Records from a collection »

-- Opening Marker --

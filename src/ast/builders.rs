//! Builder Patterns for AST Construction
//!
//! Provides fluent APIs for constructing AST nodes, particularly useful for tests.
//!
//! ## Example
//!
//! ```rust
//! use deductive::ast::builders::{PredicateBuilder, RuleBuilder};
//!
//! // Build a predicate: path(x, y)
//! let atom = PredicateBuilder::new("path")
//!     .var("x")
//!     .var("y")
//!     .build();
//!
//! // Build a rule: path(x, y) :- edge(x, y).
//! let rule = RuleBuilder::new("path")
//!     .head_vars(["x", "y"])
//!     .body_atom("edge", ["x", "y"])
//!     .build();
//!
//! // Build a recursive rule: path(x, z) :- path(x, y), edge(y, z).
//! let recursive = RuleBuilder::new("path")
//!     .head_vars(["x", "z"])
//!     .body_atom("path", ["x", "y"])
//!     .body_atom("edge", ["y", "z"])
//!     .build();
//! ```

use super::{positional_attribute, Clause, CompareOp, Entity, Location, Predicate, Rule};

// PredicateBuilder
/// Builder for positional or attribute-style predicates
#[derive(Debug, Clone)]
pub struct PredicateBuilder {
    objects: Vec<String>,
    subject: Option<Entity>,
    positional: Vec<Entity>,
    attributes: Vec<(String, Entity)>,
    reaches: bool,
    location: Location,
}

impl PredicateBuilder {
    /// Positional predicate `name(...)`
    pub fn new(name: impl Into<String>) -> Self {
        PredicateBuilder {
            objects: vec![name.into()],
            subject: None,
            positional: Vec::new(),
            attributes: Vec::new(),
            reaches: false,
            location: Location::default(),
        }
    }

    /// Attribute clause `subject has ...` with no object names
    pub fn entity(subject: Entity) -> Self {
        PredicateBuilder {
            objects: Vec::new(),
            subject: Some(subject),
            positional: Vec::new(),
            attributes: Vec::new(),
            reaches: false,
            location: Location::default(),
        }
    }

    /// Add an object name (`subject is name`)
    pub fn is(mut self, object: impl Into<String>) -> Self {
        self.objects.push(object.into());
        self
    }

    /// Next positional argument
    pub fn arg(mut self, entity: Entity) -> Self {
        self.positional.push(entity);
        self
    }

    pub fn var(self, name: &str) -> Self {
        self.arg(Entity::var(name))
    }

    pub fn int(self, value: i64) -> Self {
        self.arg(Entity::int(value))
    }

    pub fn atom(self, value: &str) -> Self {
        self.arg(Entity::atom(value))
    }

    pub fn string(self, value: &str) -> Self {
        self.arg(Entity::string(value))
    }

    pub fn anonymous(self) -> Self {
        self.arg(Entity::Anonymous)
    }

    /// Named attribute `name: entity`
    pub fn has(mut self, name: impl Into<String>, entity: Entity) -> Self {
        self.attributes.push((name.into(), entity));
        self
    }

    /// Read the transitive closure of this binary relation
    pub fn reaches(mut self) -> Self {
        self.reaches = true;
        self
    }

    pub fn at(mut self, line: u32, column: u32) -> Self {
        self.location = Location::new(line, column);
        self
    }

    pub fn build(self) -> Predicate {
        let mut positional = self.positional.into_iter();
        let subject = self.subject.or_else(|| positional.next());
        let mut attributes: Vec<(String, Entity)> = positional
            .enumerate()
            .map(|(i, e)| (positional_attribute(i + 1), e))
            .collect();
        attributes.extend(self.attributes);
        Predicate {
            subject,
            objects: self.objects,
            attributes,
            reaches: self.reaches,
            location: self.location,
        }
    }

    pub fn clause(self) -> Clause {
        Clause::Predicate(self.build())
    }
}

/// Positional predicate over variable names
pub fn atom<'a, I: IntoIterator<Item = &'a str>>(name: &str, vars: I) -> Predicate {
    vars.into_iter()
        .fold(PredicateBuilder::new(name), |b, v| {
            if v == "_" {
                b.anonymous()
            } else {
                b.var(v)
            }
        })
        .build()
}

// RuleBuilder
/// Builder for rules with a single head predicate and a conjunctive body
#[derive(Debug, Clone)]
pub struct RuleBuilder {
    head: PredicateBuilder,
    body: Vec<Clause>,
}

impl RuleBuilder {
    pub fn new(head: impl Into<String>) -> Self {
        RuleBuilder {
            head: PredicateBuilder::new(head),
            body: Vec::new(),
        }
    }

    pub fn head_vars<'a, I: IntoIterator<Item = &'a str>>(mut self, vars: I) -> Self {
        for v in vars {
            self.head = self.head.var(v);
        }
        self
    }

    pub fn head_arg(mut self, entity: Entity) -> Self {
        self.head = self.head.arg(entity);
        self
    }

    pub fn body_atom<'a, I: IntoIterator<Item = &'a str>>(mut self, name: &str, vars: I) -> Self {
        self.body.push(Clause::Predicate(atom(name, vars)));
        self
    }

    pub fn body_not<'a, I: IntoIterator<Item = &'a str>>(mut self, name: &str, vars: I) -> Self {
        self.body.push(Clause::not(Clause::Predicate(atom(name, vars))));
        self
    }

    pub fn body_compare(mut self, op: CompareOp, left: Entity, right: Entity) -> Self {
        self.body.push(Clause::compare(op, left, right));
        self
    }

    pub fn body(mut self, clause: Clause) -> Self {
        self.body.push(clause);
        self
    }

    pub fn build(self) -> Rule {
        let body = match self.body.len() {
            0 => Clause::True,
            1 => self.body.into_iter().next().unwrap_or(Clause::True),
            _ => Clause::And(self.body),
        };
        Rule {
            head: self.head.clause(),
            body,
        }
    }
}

-- Closing Marker --

WHAT TO WORK ON » Report, with no additional words, how many lines in the records above contain the word "subject".

TASK SOLUTION » 8